Theodor Hahn was born at Ludwigslust, Grand Duchy of Mecklenburg-Schwerin. He was influenced by the hydrotherapy of his cousin J. H. Rausse and started his own water cure therapy in October, 1847. He worked with Rausse until his death in 1848 at a water cure institution in Alexandersbad.

Hahn was one of the first to use the term "Naturheilkunde" (Nature Cure). In 1850, he managed Buchenthal water cure in Canton of St. Gallen, Switzerland. In 1852, he became director of Tiefenau water cure in Canton of Zürich. Hahn completed the second and third part of Rausse's book Instructions for the Use of Water Cure during 1851–1852. In the early 1850s Hahn gave up alcohol, coffee, meat and spices.

Hahn operated a naturopathic sanatorium Auf der Waid in Oberwaid near St. Gallen from 1862. Medical Historian Karl Eduard Rothschuh commented that Hahn "started out exclusively with the water cure but with his addition of dietetics and vegetarianism to nature cure, he pushed its influence into the beginning of the health and life reform movement." Hahn was influenced by Christoph Wilhelm Hufeland's book Makrobiotik and began to prescribe to his patients a lacto-vegetarian diet from 1852 that consisted of whole wheat bread, milk and uncooked vegetables. Hahn's vegetarianism influenced Eduard Baltzer, Richard Wagner and many others.
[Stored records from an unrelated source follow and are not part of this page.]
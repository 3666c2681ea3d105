// SPDX-License-Identifier: MIT
// SPDX-FileCopyrightText: 2025-2026 natyamatsya contributors
//
// Default-device sink: queues every request no in-process handler claims
// into a bounded FIFO and exposes the queue to a user agent through a
// character-device-shaped front end (read / write / poll, blocking or
// non-blocking). The VFS wiring itself lives outside this crate.

use std::sync::Arc;

use bitflags::bitflags;

use crate::ctx::{BmcCtx, BmcDevice};
use crate::fifo::MsgFifo;
use crate::msg::BtMsg;
use crate::waiter::Waiter;
use crate::{Error, Result};

bitflags! {
    /// Readiness mask reported by [`DevIntf::poll`].
    #[derive(Debug, Clone, Copy, PartialEq, Eq)]
    pub struct PollMask: u16 {
        /// A whole request frame is waiting to be read.
        const POLLIN = 0x0001;
        /// The transport can accept a response.
        const POLLOUT = 0x0004;
    }
}

/// The default device: a FIFO of unclaimed requests plus the user-agent
/// front end draining it.
///
/// Created registered via [`DevIntf::register`]; all waits are cancelled
/// by [`DevIntf::interrupt`] (and by [`DevIntf::unregister`], which tears
/// the front end down for good).
pub struct DevIntf {
    ctx: Arc<BmcCtx>,
    requests: MsgFifo,
    wait_queue: Waiter,
}

impl DevIntf {
    /// Create the device interface and register it as `ctx`'s default
    /// device. Fails with [`Error::Busy`] if another default is present.
    pub fn register(ctx: Arc<BmcCtx>) -> Result<Arc<Self>> {
        let devintf = Arc::new(Self {
            ctx: Arc::clone(&ctx),
            requests: MsgFifo::new(),
            wait_queue: Waiter::new(),
        });
        let as_device: Arc<dyn BmcDevice> = Arc::clone(&devintf) as Arc<dyn BmcDevice>;
        ctx.register_default_device(as_device)?;
        log::info!("bmc device interface initialized");
        Ok(devintf)
    }

    /// Remove this interface from its context and cancel all suspended
    /// front-end operations.
    pub fn unregister(self: &Arc<Self>) -> Result<()> {
        let as_device: Arc<dyn BmcDevice> = Arc::clone(self) as Arc<dyn BmcDevice>;
        self.ctx.unregister_default_device(&as_device)?;
        self.wait_queue.quit_waiting();
        Ok(())
    }

    /// Pop one whole request frame into `buf`.
    ///
    /// Returns the number of bytes copied: the frame's on-wire length, or
    /// `buf.len()` if the buffer is smaller. Partial reads are not
    /// supported; the remainder of a truncated frame is discarded.
    ///
    /// An empty queue returns [`Error::Busy`] in non-blocking mode and
    /// otherwise suspends until a request arrives ([`Error::Interrupted`]
    /// on cancellation).
    pub fn read(&self, buf: &mut [u8], blocking: bool) -> Result<usize> {
        let msg = loop {
            // Another reader may win the race between wakeup and pop, so
            // re-arm the wait instead of trusting the wakeup.
            if let Some(msg) = self.requests.pop() {
                break msg;
            }
            if !blocking {
                return Err(Error::Busy);
            }
            self.wait_queue.wait_if(|| self.requests.is_empty(), None)?;
        };
        let n = buf.len().min(msg.wire_len());
        buf[..n].copy_from_slice(&msg.as_bytes()[..n]);
        Ok(n)
    }

    /// Submit one whole response frame.
    ///
    /// `buf` must be exactly one frame (`buf.len() == buf[0] + 1`);
    /// anything else is [`Error::Invalid`]. If a response is already in
    /// flight, non-blocking mode surfaces [`Error::Busy`] and blocking
    /// mode suspends until the response channel reopens, then retries.
    /// Returns the byte count on success.
    pub fn write(&self, buf: &[u8], blocking: bool) -> Result<usize> {
        let msg = BtMsg::from_bytes(buf)?;
        let mut ret = self.ctx.send_response(&msg);
        while blocking && ret == Err(Error::Busy) {
            self.wait_queue
                .wait_if(|| !self.ctx.is_response_open(), None)?;
            ret = self.ctx.send_response(&msg);
        }
        ret.map(|()| buf.len())
    }

    /// Current readiness: readable iff a request is queued, writable iff
    /// the transport reports response-open.
    pub fn poll(&self) -> PollMask {
        let mut mask = PollMask::empty();
        if !self.requests.is_empty() {
            mask |= PollMask::POLLIN;
        }
        if self.ctx.is_response_open() {
            mask |= PollMask::POLLOUT;
        }
        mask
    }

    /// Cancel all suspended reads and writes; they return
    /// [`Error::Interrupted`], as does every later attempt to block.
    pub fn interrupt(&self) {
        self.wait_queue.quit_waiting();
    }
}

impl BmcDevice for DevIntf {
    fn match_request(&self, _request: &BtMsg) -> bool {
        // Default device: matches everything. The core only consults it
        // after every registered device has declined.
        true
    }

    fn handle_request(&self, request: &BtMsg) -> Result<()> {
        if request.len == 0 {
            return Err(Error::Invalid);
        }
        self.requests.push(request)?;
        self.wait_queue.broadcast();
        Ok(())
    }

    fn signal_response_open(&self) {
        self.wait_queue.broadcast();
    }
}
// SPDX-License-Identifier: MIT
// SPDX-FileCopyrightText: 2025-2026 natyamatsya contributors
//
// Epoch-based reader quiescence. Readers (dispatch, fan-out, response
// sends) take a guard that never blocks; writers (registration changes)
// publish a new snapshot, flip the generation, and wait for the previous
// generation's readers to drain before freeing the old snapshot.

use std::sync::atomic::{AtomicUsize, Ordering};
use std::time::Duration;

/// Two-generation reader tracking.
///
/// `gen`'s low bit selects which of the two counters new readers bump.
/// [`Epoch::synchronize`] flips the generation and waits for the counter of
/// the generation it left behind to reach zero; any reader that might have
/// observed state published before the flip is counted there.
///
/// All operations are `SeqCst`: the safety of the publish protocol depends
/// on a single total order over {pointer swap, generation flip, counter
/// increment, counter poll, pointer load}. A reader whose increment the
/// writer's poll did not observe is ordered after that poll, so its
/// subsequent pointer load sees the newly published snapshot, never the one
/// the writer is about to free.
pub struct Epoch {
    gen: AtomicUsize,
    readers: [AtomicUsize; 2],
}

/// Proof that the holder is counted in a reader generation.
///
/// Entering never waits; dropping decrements the generation counter.
pub struct ReadGuard<'a> {
    epoch: &'a Epoch,
    slot: usize,
}

impl Epoch {
    /// Create a new epoch with no active readers.
    pub const fn new() -> Self {
        Self {
            gen: AtomicUsize::new(0),
            readers: [AtomicUsize::new(0), AtomicUsize::new(0)],
        }
    }

    /// Enter a read-side critical section.
    ///
    /// Never blocks, sleeps, or allocates, so it is safe from contexts
    /// that forbid all three.
    pub fn enter(&self) -> ReadGuard<'_> {
        let slot = self.gen.load(Ordering::SeqCst) & 1;
        self.readers[slot].fetch_add(1, Ordering::SeqCst);
        ReadGuard { epoch: self, slot }
    }

    /// Flip the generation and wait until every reader of the previous
    /// generation has left its critical section.
    ///
    /// Blocking-tolerant callers only. Calls must be serialised by the
    /// caller (the registry writer mutex); two concurrent flips would share
    /// a counter slot.
    pub fn synchronize(&self) {
        let old = self.gen.fetch_add(1, Ordering::SeqCst);
        let slot = old & 1;
        // A reader's critical section is a roster walk plus handler
        // calls, so the drain usually completes within the spin phase;
        // past it, poll at a sleep cadence. This side is
        // blocking-tolerant.
        let mut spins = 0u32;
        while self.readers[slot].load(Ordering::SeqCst) != 0 {
            if spins < 128 {
                spins += 1;
                std::hint::spin_loop();
            } else {
                std::thread::sleep(Duration::from_micros(50));
            }
        }
    }
}

impl Default for Epoch {
    fn default() -> Self {
        Self::new()
    }
}

impl Drop for ReadGuard<'_> {
    fn drop(&mut self) {
        self.epoch.readers[self.slot].fetch_sub(1, Ordering::SeqCst);
    }
}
Hahn's Die naturgemässe Diät ("The Natural Diet") in 1859 argued against the meat-based diet that was promoted by Jacob Moleschott, Gabriel Valentin and others. He argued for a meatless diet and provided evidence of its physiological benefits, including longevity and physical strength. In 1865, Hahn authored a bestseller Das Paradies der Gesundheit, das verlorene und das wiedergefundene ("The Paradise of Health, the Lost One, and the One Regained"). Hahn also opposed animal vivisection.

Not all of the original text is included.